[Tutor] Another Question

D-Man dsh8290@rit.edu
Tue, 16 Jan 2001 16:06:33 -0500


On Tue, Jan 16, 2001 at 05:44:10PM +0000, alan.gauld@bt.com wrote:
| > How can the method fun in class B use its option tuple to 
| > call the fun method in the class A?
| 
| I assume I'm missing the point here but this seems to do it...
| 
| >>> class A:
| ...  def fun(s,*o):
| ...    print "A fun"
         print o  # try this instead,  it's not quite right
| ...
| >>> class B(A):
| ...  def fun(s,*o):
| ...    A.fun(s,o)
| ...
| >>> b = B()
| >>> b.fun(1,2,3)
| A fun
| >>>
| 
| > The problem is caused because we can change the tuple (options).
| 
| You can create a new tuple but you can't change the original.
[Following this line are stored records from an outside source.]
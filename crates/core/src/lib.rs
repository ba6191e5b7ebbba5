//! Domain logic for the medical-monitoring intake service.
//!
//! Nothing in this crate knows about HTTP. The api crate wires these
//! services into an axum router and maps [`error::CoreError`] to responses.

pub mod audit;
pub mod clock;
pub mod contact;
pub mod eligibility;
pub mod error;
pub mod hashing;
pub mod otp;
pub mod payment;
pub mod rate_limit;
pub mod reference;
pub mod sanitize;
pub mod session;
pub mod store;
pub mod tokens;
pub mod types;
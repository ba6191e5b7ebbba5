//! Router fallbacks that keep unmatched requests in the uniform error shape.

use axum::http::{Method, Uri};

use crate::error::AppError;

/// Any path without a route.
pub async fn not_found(uri: Uri) -> AppError {
    AppError::RouteNotFound(uri.path().to_string())
}

/// A known path requested with a method it does not serve. The router adds
/// the `Allow` header.
pub async fn method_not_allowed(method: Method) -> AppError {
    AppError::MethodNotAllowed(method.to_string())
}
Tuples 
| are immutable.
| 
| I think I'm missing the issue.
| 
| Alan G.

I think the "apply" response was correct.  I thought it would be as
simple as this, but then I tried it in the interpreter.  When A.fun
gets called, it has a 1-tuple as the argument "o".  Then o[0] is the
n-tuple of arguments that is desired.